The Check Point Software states that the most common malware variants during the first half of 2020 were:
- Emotet (impacting 9% of organizations globally) – Emotet is an advanced, self-propagating and modular Trojan. Emotet was originally a banking Trojan, but recently has been used as a distributor of other malware or malicious campaigns. It uses multiple methods for maintaining persistence and evasion techniques to avoid detection. In addition, it can also be spread through phishing spam emails containing malicious attachments or links.
- XMRig (8%) – XMRig is open-source CPU mining software used to mine the Monero cryptocurrency. Threat actors often abuse this open-source software by integrating it into their malware to conduct illegal mining on victims’ devices.
- Agent Tesla (7%) – AgentTesla is an advanced remote access trojan (RAT) which functions as a keylogger and password stealer and has been active since 2014. AgentTesla can monitor and collect the victim’s keyboard input and system clipboard and can record screenshots and exfiltrate credentials for a variety of software installed on a victim’s machine (including Google Chrome, Mozilla Firefox and Microsoft Outlook email client). AgentTesla is sold on various online markets and hacking forums.
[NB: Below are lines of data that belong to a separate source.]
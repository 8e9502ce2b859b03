//! # zipdir Archive Backends (`common::archive::backend`)
//!
//! File: cli/src/common/archive/backend.rs
//!
//! ## Overview
//!
//! The archive library is an external collaborator. This module puts it behind
//! three small traits so the directory archiver can be exercised with fakes:
//!
//! - **`ArchiveBackend`**: opens archives, either for writing (create, truncating
//!   anything at the path) or for reading.
//! - **`ArchiveWriter`**: `add_directory`, `add_file`, and a consuming `finish` that
//!   commits the archive. A writer dropped without `finish` is simply closed.
//! - **`ArchiveReader`**: `extract_all` into a destination directory.
//!
//! Every operation reports its status through `Result<_, ArchiveError>`.
//!
//! ## Architecture
//!
//! `ZipBackend` is the production backend and delegates everything to the `zip`
//! crate. Entry compression (`stored` or `deflated`, optional level) comes from
//! `ZipOptions`, which the configuration layer fills in.
//!
use serde::Deserialize;
use std::fs::{self, File};
use std::io;
use std::path::Path;
use thiserror::Error;
use tracing::debug;
use zip::result::ZipError;
use zip::write::SimpleFileOptions;
use zip::{CompressionMethod, ZipArchive, ZipWriter};

/// Status of a failed backend operation.
#[derive(Error, Debug)]
pub enum ArchiveError {
    #[error("ZIP error: {0}")]
    Zip(#[from] ZipError),

    #[error("I/O error: {0}")]
    Io(#[from] io::Error),
}

impl ArchiveError {
    /// The OS error number behind this failure, if any.
    pub fn code(&self) -> Option<i32> {
        match self {
            Self::Io(e) | Self::Zip(ZipError::Io(e)) => e.raw_os_error(),
            _ => None,
        }
    }
}

/// Opens archives for writing or reading.
pub trait ArchiveBackend {
    type Writer: ArchiveWriter;
    type Reader: ArchiveReader;

    /// Creates an archive at `path`, overwriting anything already there.
    fn create(&self, path: &Path) -> Result<Self::Writer, ArchiveError>;

    /// Opens an existing archive for reading.
    fn open(&self, path: &Path) -> Result<Self::Reader, ArchiveError>;
}

/// An archive being written.
pub trait ArchiveWriter {
    /// Registers an (empty) directory entry named `name`.
    fn add_directory(&mut self, name: &str) -> Result<(), ArchiveError>;

    /// Adds the contents of the file at `source` as the entry `name`.
    fn add_file(&mut self, source: &Path, name: &str) -> Result<(), ArchiveError>;

    /// Writes the archive trailer and closes it.
    fn finish(self) -> Result<(), ArchiveError>;
}

/// An archive opened for reading.
pub trait ArchiveReader {
    /// Extracts every entry below `destination`, creating it if needed.
    fn extract_all(&mut self, destination: &Path) -> Result<(), ArchiveError>;
}

/// How file entries are compressed.
#[derive(Deserialize, Debug, Default, Clone, Copy, PartialEq, Eq)]
#[serde(rename_all = "lowercase")]
pub enum EntryCompression {
    Stored,
    #[default]
    Deflated,
}

/// Entry options handed to every file written by `ZipBackend`.
#[derive(Debug, Default, Clone, Copy, PartialEq, Eq)]
pub struct ZipOptions {
    pub method: EntryCompression,
    /// Deflate level (0-9); `None` uses the library default.
    pub level: Option<i64>,
}

/// Backend writing and reading standard ZIP files through the `zip` crate.
#[derive(Debug, Default, Clone)]
pub struct ZipBackend {
    options: ZipOptions,
}

impl ZipBackend {
    pub fn new(options: ZipOptions) -> Self {
        Self { options }
    }

    fn file_options(&self) -> SimpleFileOptions {
        match self.options.method {
            EntryCompression::Stored => {
                SimpleFileOptions::default().compression_method(CompressionMethod::Stored)
            }
            EntryCompression::Deflated => SimpleFileOptions::default()
                .compression_method(CompressionMethod::Deflated)
                .compression_level(self.options.level),
        }
    }
}

impl ArchiveBackend for ZipBackend {
    type Writer = ZipDirectoryWriter;
    type Reader = ZipDirectoryReader;

    fn create(&self, path: &Path) -> Result<Self::Writer, ArchiveError> {
        let file = File::create(path)?;
        Ok(ZipDirectoryWriter {
            zip: ZipWriter::new(file),
            options: self.file_options(),
        })
    }

    fn open(&self, path: &Path) -> Result<Self::Reader, ArchiveError> {
        let file = File::open(path)?;
        Ok(ZipDirectoryReader {
            archive: ZipArchive::new(file)?,
        })
    }
}

pub struct ZipDirectoryWriter {
    zip: ZipWriter<File>,
    options: SimpleFileOptions,
}

impl ArchiveWriter for ZipDirectoryWriter {
    fn add_directory(&mut self, name: &str) -> Result<(), ArchiveError> {
        self.zip.add_directory(name, self.options)?;
        Ok(())
    }

    fn add_file(&mut self, source: &Path, name: &str) -> Result<(), ArchiveError> {
        let mut input = File::open(source)?;
        let metadata = input.metadata()?;

        let mut options = self
            .options
            .large_file(metadata.len() >= u64::from(u32::MAX));
        #[cfg(unix)]
        {
            use std::os::unix::fs::PermissionsExt;
            options = options.unix_permissions(metadata.permissions().mode() & 0o7777);
        }

        self.zip.start_file(name, options)?;
        let written = io::copy(&mut input, &mut self.zip)?;
        debug!("Archived {} bytes from {:?} as '{}'", written, source, name);
        Ok(())
    }

    fn finish(self) -> Result<(), ArchiveError> {
        self.zip.finish()?;
        Ok(())
    }
}

pub struct ZipDirectoryReader {
    archive: ZipArchive<File>,
}

impl ArchiveReader for ZipDirectoryReader {
    fn extract_all(&mut self, destination: &Path) -> Result<(), ArchiveError> {
        // An archive of an empty directory has no entries; the destination
        // itself still has to appear.
        fs::create_dir_all(destination)?;
        self.archive.extract(destination)?;
        Ok(())
    }
}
Top cryptominers during the first half of 2020
- XMRig (responsible for 46% of all cryptomining activity globally) – XMRig is open-source CPU mining software used for the mining process of the Monero cryptocurrency, and first seen in-the-wild in May 2017. Threat actors often abuse this open-source software by integrating it into their malware to conduct illegal mining on victims’ devices.
- Wannamine (6%) – WannaMine is a sophisticated Monero crypto-mining worm that spreads the EternalBlue exploit. WannaMine implements a spreading mechanism and persistence techniques by leveraging the Windows Management Instrumentation (WMI) permanent event subscriptions.
Top mobile malware during the first half of 2020
- xHelper (responsible for 24% of all mobile malware attacks) – xHelper is an Android malware which mainly shows intrusive popup ads and notification spam. It is very hard to remove once installed due to its reinstallation capabilities. First observed in March 2019, xHelper has infected more than 45,000 devices.
- PreAMo (19%) – PreAMo is a clicker malware for Android devices, first reported in April 2019. PreAMo generates revenue by mimicking the user and clicking on ads without the user’s knowledge. Discovered on Google Play, the malware was downloaded over 90 million times across six different mobile applications.
- Necro (14%) – Necro is an Android Trojan Dropper. It can download other malware, show intrusive ads, and fraudulently charge for paid subscriptions.
Top banking malware during the first half of 2020
- Dridex (responsible for 27% of all banking malware attacks) – Dridex is a Banking Trojan that targets Windows PCs. It is delivered by spam campaigns and Exploit Kits, and relies on WebInjects to intercept and redirect banking credentials to an attacker-controlled server. Dridex contacts a remote server, sends information about the infected system, and can also download and execute additional modules for remote control.
- Trickbot (20%) – Trickbot is a modular Banking Trojan that targets the Windows platform, and is mostly delivered via spam campaigns or other malware families such as Emotet.
- Ramnit (15%) – Ramnit is a modular banking Trojan first discovered in 2010. Ramnit steals web session information, giving its operators the ability to steal account credentials for all services used by the victim, including bank accounts, and corporate and social networks accounts.